Whenever a line below includes the word "reset", copy that line.
Extracted information Block Start
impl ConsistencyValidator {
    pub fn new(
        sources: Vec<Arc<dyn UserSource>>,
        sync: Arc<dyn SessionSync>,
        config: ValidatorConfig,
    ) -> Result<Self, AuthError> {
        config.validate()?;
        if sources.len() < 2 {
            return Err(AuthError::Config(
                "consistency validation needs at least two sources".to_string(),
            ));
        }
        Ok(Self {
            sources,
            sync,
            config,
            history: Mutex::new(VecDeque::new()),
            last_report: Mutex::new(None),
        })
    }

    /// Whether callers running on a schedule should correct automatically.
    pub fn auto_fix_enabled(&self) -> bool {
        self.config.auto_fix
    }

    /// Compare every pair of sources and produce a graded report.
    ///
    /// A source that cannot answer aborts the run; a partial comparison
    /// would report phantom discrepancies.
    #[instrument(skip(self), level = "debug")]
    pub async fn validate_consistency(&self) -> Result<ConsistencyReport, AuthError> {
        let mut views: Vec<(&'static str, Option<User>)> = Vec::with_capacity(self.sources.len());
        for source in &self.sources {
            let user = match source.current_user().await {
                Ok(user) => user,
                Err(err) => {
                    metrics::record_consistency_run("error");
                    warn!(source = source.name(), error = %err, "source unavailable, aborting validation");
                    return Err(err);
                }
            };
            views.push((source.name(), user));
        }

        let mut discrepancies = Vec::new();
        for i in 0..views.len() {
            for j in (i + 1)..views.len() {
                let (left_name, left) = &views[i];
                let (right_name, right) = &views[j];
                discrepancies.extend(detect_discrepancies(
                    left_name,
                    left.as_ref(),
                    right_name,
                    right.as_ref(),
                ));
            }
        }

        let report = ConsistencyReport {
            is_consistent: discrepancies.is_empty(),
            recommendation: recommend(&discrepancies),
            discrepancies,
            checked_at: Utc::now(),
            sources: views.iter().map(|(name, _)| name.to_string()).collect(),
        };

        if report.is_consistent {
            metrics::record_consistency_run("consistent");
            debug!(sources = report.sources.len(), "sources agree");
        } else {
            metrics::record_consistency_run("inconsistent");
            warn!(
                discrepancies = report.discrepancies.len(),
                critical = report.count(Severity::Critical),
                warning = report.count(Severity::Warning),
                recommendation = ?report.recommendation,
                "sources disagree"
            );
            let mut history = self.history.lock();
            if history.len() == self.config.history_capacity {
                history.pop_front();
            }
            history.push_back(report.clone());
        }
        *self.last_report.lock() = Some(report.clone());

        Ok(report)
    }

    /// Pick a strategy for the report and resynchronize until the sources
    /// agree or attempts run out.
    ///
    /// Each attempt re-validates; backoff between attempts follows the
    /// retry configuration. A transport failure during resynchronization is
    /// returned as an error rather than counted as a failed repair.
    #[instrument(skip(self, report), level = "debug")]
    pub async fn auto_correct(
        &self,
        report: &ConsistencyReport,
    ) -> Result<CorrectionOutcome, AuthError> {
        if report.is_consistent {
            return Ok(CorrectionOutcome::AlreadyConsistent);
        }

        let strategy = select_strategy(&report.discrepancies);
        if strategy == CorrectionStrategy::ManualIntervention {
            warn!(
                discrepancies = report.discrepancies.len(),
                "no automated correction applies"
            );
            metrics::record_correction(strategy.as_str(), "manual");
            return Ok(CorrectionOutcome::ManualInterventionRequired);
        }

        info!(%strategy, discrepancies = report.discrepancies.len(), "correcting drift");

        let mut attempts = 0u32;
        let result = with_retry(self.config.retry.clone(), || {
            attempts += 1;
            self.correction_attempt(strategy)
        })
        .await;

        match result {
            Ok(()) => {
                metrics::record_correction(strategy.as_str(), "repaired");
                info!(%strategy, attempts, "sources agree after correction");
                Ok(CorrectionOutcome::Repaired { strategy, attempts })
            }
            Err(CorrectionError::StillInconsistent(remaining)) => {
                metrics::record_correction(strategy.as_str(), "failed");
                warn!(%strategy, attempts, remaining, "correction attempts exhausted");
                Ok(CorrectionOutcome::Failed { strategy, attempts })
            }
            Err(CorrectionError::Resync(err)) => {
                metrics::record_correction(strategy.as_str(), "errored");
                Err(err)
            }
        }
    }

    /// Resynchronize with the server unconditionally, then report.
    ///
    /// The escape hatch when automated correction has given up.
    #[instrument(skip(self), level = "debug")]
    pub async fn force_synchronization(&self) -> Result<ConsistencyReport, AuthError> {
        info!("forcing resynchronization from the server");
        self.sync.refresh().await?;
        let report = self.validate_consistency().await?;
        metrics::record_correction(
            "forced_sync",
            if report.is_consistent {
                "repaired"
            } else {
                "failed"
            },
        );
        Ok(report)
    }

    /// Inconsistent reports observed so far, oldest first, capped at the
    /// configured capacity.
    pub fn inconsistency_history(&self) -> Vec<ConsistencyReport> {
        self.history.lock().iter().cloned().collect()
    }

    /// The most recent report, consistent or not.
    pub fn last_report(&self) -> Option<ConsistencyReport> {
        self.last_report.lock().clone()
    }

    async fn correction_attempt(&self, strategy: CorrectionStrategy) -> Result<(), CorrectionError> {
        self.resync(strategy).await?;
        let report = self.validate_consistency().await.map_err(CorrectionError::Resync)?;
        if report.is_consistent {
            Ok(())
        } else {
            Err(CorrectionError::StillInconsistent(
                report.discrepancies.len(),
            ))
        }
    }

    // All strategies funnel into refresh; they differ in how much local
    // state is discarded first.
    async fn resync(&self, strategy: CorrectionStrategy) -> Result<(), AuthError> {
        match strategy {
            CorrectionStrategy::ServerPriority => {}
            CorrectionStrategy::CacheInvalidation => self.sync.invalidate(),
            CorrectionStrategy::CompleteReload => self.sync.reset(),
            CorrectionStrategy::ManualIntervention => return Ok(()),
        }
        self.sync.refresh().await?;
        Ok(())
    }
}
Extracted information Block End
Extracted information Block Start
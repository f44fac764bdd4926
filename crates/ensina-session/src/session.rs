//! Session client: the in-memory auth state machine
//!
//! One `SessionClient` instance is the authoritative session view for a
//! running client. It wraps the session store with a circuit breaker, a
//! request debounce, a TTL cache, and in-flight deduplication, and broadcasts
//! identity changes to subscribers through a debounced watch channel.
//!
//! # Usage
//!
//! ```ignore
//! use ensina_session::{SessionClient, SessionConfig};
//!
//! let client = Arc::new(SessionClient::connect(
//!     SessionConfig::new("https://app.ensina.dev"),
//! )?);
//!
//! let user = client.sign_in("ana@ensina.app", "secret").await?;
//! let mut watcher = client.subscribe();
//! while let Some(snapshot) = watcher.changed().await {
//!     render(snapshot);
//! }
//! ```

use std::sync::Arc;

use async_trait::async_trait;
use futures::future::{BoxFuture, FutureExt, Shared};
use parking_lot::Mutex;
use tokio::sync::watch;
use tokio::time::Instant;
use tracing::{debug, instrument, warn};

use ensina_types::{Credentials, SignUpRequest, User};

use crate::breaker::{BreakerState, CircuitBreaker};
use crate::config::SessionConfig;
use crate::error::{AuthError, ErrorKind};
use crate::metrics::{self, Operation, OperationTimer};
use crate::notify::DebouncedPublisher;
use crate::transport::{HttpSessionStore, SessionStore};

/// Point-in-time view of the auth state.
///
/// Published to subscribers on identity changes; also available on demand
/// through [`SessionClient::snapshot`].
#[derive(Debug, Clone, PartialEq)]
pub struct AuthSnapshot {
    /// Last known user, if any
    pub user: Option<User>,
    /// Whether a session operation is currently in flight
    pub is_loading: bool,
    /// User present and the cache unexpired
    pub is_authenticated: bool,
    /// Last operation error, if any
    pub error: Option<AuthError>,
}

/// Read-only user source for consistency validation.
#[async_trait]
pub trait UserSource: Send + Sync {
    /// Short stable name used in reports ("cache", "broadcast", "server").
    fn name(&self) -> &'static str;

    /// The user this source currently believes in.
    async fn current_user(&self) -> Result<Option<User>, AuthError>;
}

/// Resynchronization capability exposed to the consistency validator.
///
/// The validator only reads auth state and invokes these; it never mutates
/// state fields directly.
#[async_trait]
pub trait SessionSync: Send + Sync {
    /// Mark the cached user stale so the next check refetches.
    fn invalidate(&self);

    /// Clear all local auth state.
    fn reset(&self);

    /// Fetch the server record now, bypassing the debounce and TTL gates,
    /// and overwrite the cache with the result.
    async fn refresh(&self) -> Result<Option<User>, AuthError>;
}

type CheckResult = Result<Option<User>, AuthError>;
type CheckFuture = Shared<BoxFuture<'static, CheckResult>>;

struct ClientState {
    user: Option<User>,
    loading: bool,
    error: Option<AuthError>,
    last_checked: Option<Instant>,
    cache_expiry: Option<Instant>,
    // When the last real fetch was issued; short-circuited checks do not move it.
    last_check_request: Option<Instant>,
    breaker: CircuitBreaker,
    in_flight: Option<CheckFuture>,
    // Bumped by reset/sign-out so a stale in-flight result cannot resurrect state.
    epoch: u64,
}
Extracted information Block End
- **Written reply**:
            CorrectionStrategy::CompleteReload => self.sync.reset(),
    fn reset(&self);
    // Bumped by reset/sign-out so a stale in-flight result cannot resurrect state.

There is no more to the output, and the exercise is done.